◆ **Extracted records**
══════════
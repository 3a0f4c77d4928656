//! ami-client entry point.
//!
//! Connects to a manager interface, logs every event it receives, prints the
//! active channels once, and stays connected until Ctrl+C or until the
//! server drops the connection.
//!
//! # Architecture
//!
//! ```text
//! main()
//!  └─ load_config() + CLI overrides
//!  └─ AmiClient::open()          -- greeting check + login
//!  └─ tokio::spawn(client.run()) -- the single reader
//!  └─ client.call(CoreShowChannels)
//!  └─ select! { ctrl_c, run finished }
//!  └─ client.close()
//! ```
//!
//! # Configuration precedence
//!
//! Command-line flags override the config file, which overrides the built-in
//! defaults.  `RUST_LOG` overrides the configured log level.

use std::path::PathBuf;
use std::sync::Arc;

use anyhow::Context;
use clap::Parser;
use tracing::{error, info, warn};
use tracing_subscriber::EnvFilter;

use ami_client::infrastructure::config::{default_config_path, load_config, ClientConfig};
use ami_client::infrastructure::network::TcpConnector;
use ami_client::{AmiClient, EngineOptions};
use ami_core::domain::Listener;
use ami_core::protocol::CoreShowChannelsAction;

// ── CLI argument definitions ──────────────────────────────────────────────────

/// Asterisk Manager Interface client.
#[derive(Debug, Parser)]
#[command(
    name = "ami-client",
    about = "Connects to an Asterisk Manager Interface and logs its events",
    version
)]
struct Cli {
    /// Path to the TOML config file.  Defaults to the platform config dir.
    #[arg(long, env = "AMI_CONFIG")]
    config: Option<PathBuf>,

    /// Manager host, overrides `[connection] host`.
    #[arg(long, env = "AMI_HOST")]
    host: Option<String>,

    /// Manager port, overrides `[connection] port`.
    #[arg(long, env = "AMI_PORT")]
    port: Option<u16>,

    /// Login user, overrides `[credentials] username`.
    #[arg(long, env = "AMI_USERNAME")]
    username: Option<String>,

    /// Login secret, overrides `[credentials] secret`.
    #[arg(long, env = "AMI_SECRET", hide_env_values = true)]
    secret: Option<String>,

    /// Log at debug level, including every frame sent and received.
    #[arg(long)]
    debug: bool,
}

impl Cli {
    /// Applies the command-line overrides on top of `config`.
    fn apply(&self, config: &mut ClientConfig) {
        if let Some(host) = &self.host {
            config.connection.host = host.clone();
        }
        if let Some(port) = self.port {
            config.connection.port = port;
        }
        if let Some(username) = &self.username {
            config.credentials.username = username.clone();
        }
        if let Some(secret) = &self.secret {
            config.credentials.secret = secret.clone();
        }
        if self.debug {
            config.logging.log_level = "debug".to_string();
        }
    }

    fn config_path(&self) -> anyhow::Result<PathBuf> {
        match &self.config {
            Some(path) => Ok(path.clone()),
            None => default_config_path().context("no --config given"),
        }
    }
}

// ── Entry point ───────────────────────────────────────────────────────────────

#[tokio::main]
async fn main() -> anyhow::Result<()> {
    let cli = Cli::parse();
    let path = cli.config_path()?;
    let mut config =
        load_config(&path).with_context(|| format!("loading config from {}", path.display()))?;
    cli.apply(&mut config);

    tracing_subscriber::fmt()
        .with_env_filter(
            EnvFilter::try_from_default_env()
                .unwrap_or_else(|_| EnvFilter::new(&config.logging.log_level)),
        )
        .init();

    info!(
        "ami-client starting, manager={} user={}",
        config.connection.address(),
        config.credentials.username
    );

    let client = Arc::new(AmiClient::new(
        EngineOptions::from(&config),
        Arc::new(TcpConnector::new(&config.connection)),
    ));
    client.register_listener(Listener::from_fn(|event| {
        info!(event = event.name(), channel = ?event.channel(), "event");
        Ok(())
    }));

    let banner = client
        .open()
        .await
        .with_context(|| format!("connecting to {}", config.connection.address()))?;
    info!("logged in to {banner}");

    let mut runner = {
        let client = Arc::clone(&client);
        tokio::spawn(async move { client.run().await })
    };

    match client
        .call(CoreShowChannelsAction, config.connection.response_timeout())
        .await
    {
        Ok(response) => {
            let channels: Vec<&str> =
                response.events().iter().filter_map(|e| e.channel()).collect();
            info!(count = channels.len(), "active channels: {channels:?}");
        }
        Err(e) => warn!("could not list channels: {e}"),
    }

    tokio::select! {
        signal = tokio::signal::ctrl_c() => {
            if let Err(e) = signal {
                error!("failed to listen for Ctrl+C signal: {e}");
            }
            info!("received Ctrl+C, closing");
            client.close().await;
            runner.await.context("run task panicked")??;
        }
        finished = &mut runner => {
            finished.context("run task panicked")??;
        }
    }

    info!("ami-client stopped");
    Ok(())
}

// ── Tests ─────────────────────────────────────────────────────────────────────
══════════
◆ **Work required**
Repeat the material above exactly.

◆ **Finished task**
repository 3a0f4c77d4928656
//! ami-client entry point.
//!
//! Connects to a manager interface, logs every event it receives, prints the
//! active channels once, and stays connected until Ctrl+C or until the
//! server drops the connection.
//!
//! # Architecture
//!
//! ```text
//! main()
//!  └─ load_config() + CLI overrides
//!  └─ AmiClient::open()          -- greeting check + login
//!  └─ tokio::spawn(client.run()) -- the single reader
//!  └─ client.call(CoreShowChannels)
//!  └─ select! { ctrl_c, run finished }
//!  └─ client.close()
//! ```
//!
//! # Configuration precedence
//!
//! Command-line flags override the config file, which overrides the built-in
//! defaults.  `RUST_LOG` overrides the configured log level.

use std::path::PathBuf;
use std::sync::Arc;

use anyhow::Context;
use clap::Parser;
use tracing::{error, info, warn};
use tracing_subscriber::EnvFilter;

use ami_client::infrastructure::config::{default_config_path, load_config, ClientConfig};
use ami_client::infrastructure::network::TcpConnector;
use ami_client::{AmiClient, EngineOptions};
use ami_core::domain::Listener;
use ami_core::protocol::CoreShowChannelsAction;

// ── CLI argument definitions ──────────────────────────────────────────────────

/// Asterisk Manager Interface client.
#[derive(Debug, Parser)]
#[command(
    name = "ami-client",
    about = "Connects to an Asterisk Manager Interface and logs its events",
    version
)]
struct Cli {
    /// Path to the TOML config file.  Defaults to the platform config dir.
    #[arg(long, env = "AMI_CONFIG")]
    config: Option<PathBuf>,

    /// Manager host, overrides `[connection] host`.
    #[arg(long, env = "AMI_HOST")]
    host: Option<String>,

    /// Manager port, overrides `[connection] port`.
    #[arg(long, env = "AMI_PORT")]
    port: Option<u16>,

    /// Login user, overrides `[credentials] username`.
    #[arg(long, env = "AMI_USERNAME")]
    username: Option<String>,

    /// Login secret, overrides `[credentials] secret`.
    #[arg(long, env = "AMI_SECRET", hide_env_values = true)]
    secret: Option<String>,

    /// Log at debug level, including every frame sent and received.
    #[arg(long)]
    debug: bool,
}

impl Cli {
    /// Applies the command-line overrides on top of `config`.
    fn apply(&self, config: &mut ClientConfig) {
        if let Some(host) = &self.host {
            config.connection.host = host.clone();
        }
        if let Some(port) = self.port {
            config.connection.port = port;
        }
        if let Some(username) = &self.username {
            config.credentials.username = username.clone();
        }
        if let Some(secret) = &self.secret {
            config.credentials.secret = secret.clone();
        }
        if self.debug {
            config.logging.log_level = "debug".to_string();
        }
    }

    fn config_path(&self) -> anyhow::Result<PathBuf> {
        match &self.config {
            Some(path) => Ok(path.clone()),
            None => default_config_path().context("no --config given"),
        }
    }
}

// ── Entry point ───────────────────────────────────────────────────────────────

#[tokio::main]
async fn main() -> anyhow::Result<()> {
    let cli = Cli::parse();
    let path = cli.config_path()?;
    let mut config =
        load_config(&path).with_context(|| format!("loading config from {}", path.display()))?;
    cli.apply(&mut config);

    tracing_subscriber::fmt()
        .with_env_filter(
            EnvFilter::try_from_default_env()
                .unwrap_or_else(|_| EnvFilter::new(&config.logging.log_level)),
        )
        .init();

    info!(
        "ami-client starting, manager={} user={}",
        config.connection.address(),
        config.credentials.username
    );

    let client = Arc::new(AmiClient::new(
        EngineOptions::from(&config),
        Arc::new(TcpConnector::new(&config.connection)),
    ));
    client.register_listener(Listener::from_fn(|event| {
        info!(event = event.name(), channel = ?event.channel(), "event");
        Ok(())
    }));

    let banner = client
        .open()
        .await
        .with_context(|| format!("connecting to {}", config.connection.address()))?;
    info!("logged in to {banner}");

    let mut runner = {
        let client = Arc::clone(&client);
        tokio::spawn(async move { client.run().await })
    };

    match client
        .call(CoreShowChannelsAction, config.connection.response_timeout())
        .await
    {
        Ok(response) => {
            let channels: Vec<&str> =
                response.events().iter().filter_map(|e| e.channel()).collect();
            info!(count = channels.len(), "active channels: {channels:?}");
        }
        Err(e) => warn!("could not list channels: {e}"),
    }

    tokio::select! {
        signal = tokio::signal::ctrl_c() => {
            if let Err(e) = signal {
                error!("failed to listen for Ctrl+C signal: {e}");
            }
            info!("received Ctrl+C, closing");
            client.close().await;
            runner.await.context("run task panicked")??;
        }
        finished = &mut runner => {
            finished.context("run task panicked")??;
        }
    }

    info!("ami-client stopped");
    Ok(())
}

// ── Tests ─────────────────────────────────────────────────────────────────────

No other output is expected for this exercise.